Top of LISTED RECORDS
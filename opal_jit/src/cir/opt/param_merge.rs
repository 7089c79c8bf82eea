//! Block-parameter merging.
//!
//! For a block whose every call site is known, parameters that receive the
//! same argument value (by identity) at every call site are redundant: all
//! but the first of each such group merge into that first occurrence, the
//! group's representative. Merged parameters are beta-reduced out of the
//! block body and their argument slots removed from every call. The pass
//! repeats per block until a fixed point, since removing parameters can
//! expose new merge opportunities.

use opal_core::CompileResult;

use crate::cir::{BlockId, CirGraph, CirValue};

/// Counters for one run of the merge pass.
#[derive(Debug, Clone, Copy, Default)]
pub struct ParamMergeStats {
    /// Parameters removed.
    pub parameters_merged: usize,
    /// Fixed-point rounds executed (at least one).
    pub rounds: usize,
}

/// Merge redundant parameters of `block` until no further merge is found.
pub fn merge_block_parameters(
    graph: &mut CirGraph,
    block: BlockId,
) -> CompileResult<ParamMergeStats> {
    let mut stats = ParamMergeStats::default();

    loop {
        stats.rounds += 1;
        let merges = find_merges(graph, block)?;
        if merges.is_empty() {
            break;
        }

        let closure = graph.blocks[block].closure;
        let body = graph.closures[closure].body;

        // Beta-reduce each merged parameter into its representative.
        for &(index, representative) in &merges {
            let from = graph.closures[closure].params[index];
            let to = graph.closures[closure].params[representative];
            graph.substitute(body, from, to);
        }

        // Drop merged parameter and argument slots, highest index first so
        // earlier removals do not shift later ones. A removed continuation
        // slot shrinks `cont_slots` with it, keeping the trailing-slot
        // layout intact.
        let mut indices: Vec<usize> = merges.iter().map(|&(i, _)| i).collect();
        indices.sort_unstable_by(|a, b| b.cmp(a));

        let first_cont = {
            let c = &graph.closures[closure];
            c.params.len() - c.cont_slots as usize
        };
        let call_sites = graph.blocks[block].call_sites.clone();
        for &index in &indices {
            graph.closures[closure].params.remove(index);
            if index >= first_cont {
                graph.closures[closure].cont_slots -= 1;
            }
            for &site in &call_sites {
                graph.calls[site].args.remove(index);
            }
        }

        stats.parameters_merged += indices.len();
    }

    Ok(stats)
}

/// Find `(merged_index, representative_index)` pairs for one round.
///
/// A parameter survives if any call site's argument at its index differs
/// from the reference call's; non-survivors merge into the first
/// non-survivor receiving the same reference argument. The representative
/// itself is always kept, so a block with call sites never loses its last
/// parameter of a group.
fn find_merges(graph: &CirGraph, block: BlockId) -> CompileResult<Vec<(usize, usize)>> {
    let call_sites = &graph.blocks[block].call_sites;
    let Some((&reference, rest)) = call_sites.split_first() else {
        return Ok(Vec::new());
    };

    for &site in call_sites {
        graph.check_arity(site)?;
    }

    let reference_args: Vec<CirValue> = graph.calls[reference].args.to_vec();
    let param_count = reference_args.len();

    // survivor[i]: some other call site disagrees with the reference at i.
    let mut survivor = vec![false; param_count];
    for &site in rest {
        let args = &graph.calls[site].args;
        for i in 0..param_count {
            if args[i] != reference_args[i] {
                survivor[i] = true;
            }
        }
    }

    // Group non-survivors by their reference argument; the first index of
    // each group is its representative.
    let mut merges = Vec::new();
    for i in 0..param_count {
        if survivor[i] {
            continue;
        }
        let representative = (0..i).find(|&j| !survivor[j] && reference_args[j] == reference_args[i]);
        if let Some(j) = representative {
            merges.push((i, j));
        }
    }

    Ok(merges)
}

#[cfg(test)]
mod tests {
    use super::*;
    use crate::cir::CirValue;
    use opal_core::Kind;

    /// Block with params `[a, b, c]`, body `k(a, b, c)`, and two call
    /// sites supplying the given arguments.
    fn block_with_two_calls(
        graph: &mut CirGraph,
        args1: &[CirValue],
        args2: &[CirValue],
    ) -> BlockId {
        let a = graph.new_var(Some(Kind::Int));
        let b = graph.new_var(Some(Kind::Int));
        let c = graph.new_var(Some(Kind::Int));
        let k = graph.new_var(None);

        let body = graph.new_call(
            CirValue::Var(k),
            &[CirValue::Var(a), CirValue::Var(b), CirValue::Var(c)],
        );
        let closure = graph.new_closure(&[a, b, c], 0, body);
        let block = graph.new_block(closure);

        let call1 = graph.new_call(CirValue::Block(block), args1);
        let call2 = graph.new_call(CirValue::Block(block), args2);
        graph.add_call_site(block, call1);
        graph.add_call_site(block, call2);
        block
    }

    #[test]
    fn test_merge_identical_columns() {
        // Params [a, b, c]; calls (1, 1, 2) and (1, 1, 3): b merges into a.
        let mut g = CirGraph::new();
        let one = g.const_int(1);
        let two = g.const_int(2);
        let three = g.const_int(3);
        let block = block_with_two_calls(&mut g, &[one, one, two], &[one, one, three]);

        let stats = merge_block_parameters(&mut g, block).unwrap();
        assert_eq!(stats.parameters_merged, 1);

        let closure = g.blocks[block].closure;
        assert_eq!(g.closures[closure].params.len(), 2);

        // Both call sites lost the merged argument slot.
        for &site in &g.blocks[block].call_sites {
            assert_eq!(g.calls[site].args.len(), 2);
            assert_eq!(g.calls[site].args[0], one);
        }
        let sites = g.blocks[block].call_sites.clone();
        assert_eq!(g.calls[sites[0]].args[1], two);
        assert_eq!(g.calls[sites[1]].args[1], three);

        // The body now uses the representative where b stood.
        let body = g.closures[closure].body;
        let a = g.closures[closure].params[0];
        assert_eq!(g.calls[body].args[0], CirValue::Var(a));
        assert_eq!(g.calls[body].args[1], CirValue::Var(a));
    }

    #[test]
    fn test_merge_is_idempotent() {
        let mut g = CirGraph::new();
        let one = g.const_int(1);
        let two = g.const_int(2);
        let three = g.const_int(3);
        let block = block_with_two_calls(&mut g, &[one, one, two], &[one, one, three]);

        let first = merge_block_parameters(&mut g, block).unwrap();
        assert_eq!(first.parameters_merged, 1);

        let second = merge_block_parameters(&mut g, block).unwrap();
        assert_eq!(second.parameters_merged, 0);
        assert_eq!(second.rounds, 1);
    }

    #[test]
    fn test_representative_survives() {
        // All three columns identical: a is kept, b and c merge into it.
        let mut g = CirGraph::new();
        let one = g.const_int(1);
        let block = block_with_two_calls(&mut g, &[one, one, one], &[one, one, one]);

        let stats = merge_block_parameters(&mut g, block).unwrap();
        assert_eq!(stats.parameters_merged, 2);

        let closure = g.blocks[block].closure;
        assert_eq!(g.closures[closure].params.len(), 1);
    }

    #[test]
    fn test_no_merge_when_columns_differ() {
        let mut g = CirGraph::new();
        let one = g.const_int(1);
        let two = g.const_int(2);
        let three = g.const_int(3);
        let four = g.const_int(4);
        let block = block_with_two_calls(&mut g, &[one, two, three], &[one, two, four]);

        // a and b are non-survivors but receive different values, so no
        // group forms between them.
        let stats = merge_block_parameters(&mut g, block).unwrap();
        assert_eq!(stats.parameters_merged, 0);
        let closure = g.blocks[block].closure;
        assert_eq!(g.closures[closure].params.len(), 3);
    }

    #[test]
    fn test_variable_identity_not_structure() {
        // Two distinct variables with equal structure must not merge.
        let mut g = CirGraph::new();
        let x = g.new_var(Some(Kind::Int));
        let y = g.new_var(Some(Kind::Int));
        let one = g.const_int(1);
        let block = block_with_two_calls(
            &mut g,
            &[CirValue::Var(x), CirValue::Var(y), one],
            &[CirValue::Var(x), CirValue::Var(y), one],
        );

        let stats = merge_block_parameters(&mut g, block).unwrap();
        // x and y columns are constant per-column but differ from each
        // other, so only nothing merges (no equal pair of columns).
        assert_eq!(stats.parameters_merged, 0);
        let _ = block;
    }

    #[test]
    fn test_merged_continuation_shrinks_cont_slots() {
        // Block [a, c1, c2] with two continuation slots, both receiving the
        // same handler at every call site: c2 merges into c1 and the
        // closure keeps a consistent trailing-slot layout.
        let mut g = CirGraph::new();
        let a = g.new_var(Some(Kind::Int));
        let c1 = g.new_var(None);
        let c2 = g.new_var(None);
        let body = g.new_call(CirValue::Var(c1), &[CirValue::Var(a)]);
        let closure = g.new_closure(&[a, c1, c2], 2, body);
        let block = g.new_block(closure);

        let x = g.new_var(Some(Kind::Int));
        let h = g.new_var(None);
        let site1 = g.new_call(
            CirValue::Block(block),
            &[CirValue::Var(x), CirValue::Var(h), CirValue::Var(h)],
        );
        let site2 = g.new_call(
            CirValue::Block(block),
            &[CirValue::Var(x), CirValue::Var(h), CirValue::Var(h)],
        );
        g.add_call_site(block, site1);
        g.add_call_site(block, site2);

        let stats = merge_block_parameters(&mut g, block).unwrap();
        assert_eq!(stats.parameters_merged, 1);

        let c = &g.closures[closure];
        assert_eq!(c.params.len(), 2);
        assert_eq!(c.cont_slots, 1);
        assert_eq!(c.value_params(), &[a]);
        assert_eq!(c.normal_continuation(), Some(c1));
    }

    #[test]
    fn test_arity_violation_is_fatal() {
        let mut g = CirGraph::new();
        let a = g.new_var(Some(Kind::Int));
        let body_k = g.new_var(None);
        let body = g.new_call(CirValue::Var(body_k), &[CirValue::Var(a)]);
        let closure = g.new_closure(&[a], 0, body);
        let block = g.new_block(closure);

        let one = g.const_int(1);
        let bad = g.new_call(CirValue::Block(block), &[one, one]);
        g.add_call_site(block, bad);

        assert!(matches!(
            merge_block_parameters(&mut g, block),
            Err(opal_core::CompileError::ArityMismatch { .. })
        ));
    }
}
Bottom of LISTED RECORDS
**THE TASK:** Work out how many lines above contain "until", then write only that number.

**ANSWER BOX:** 2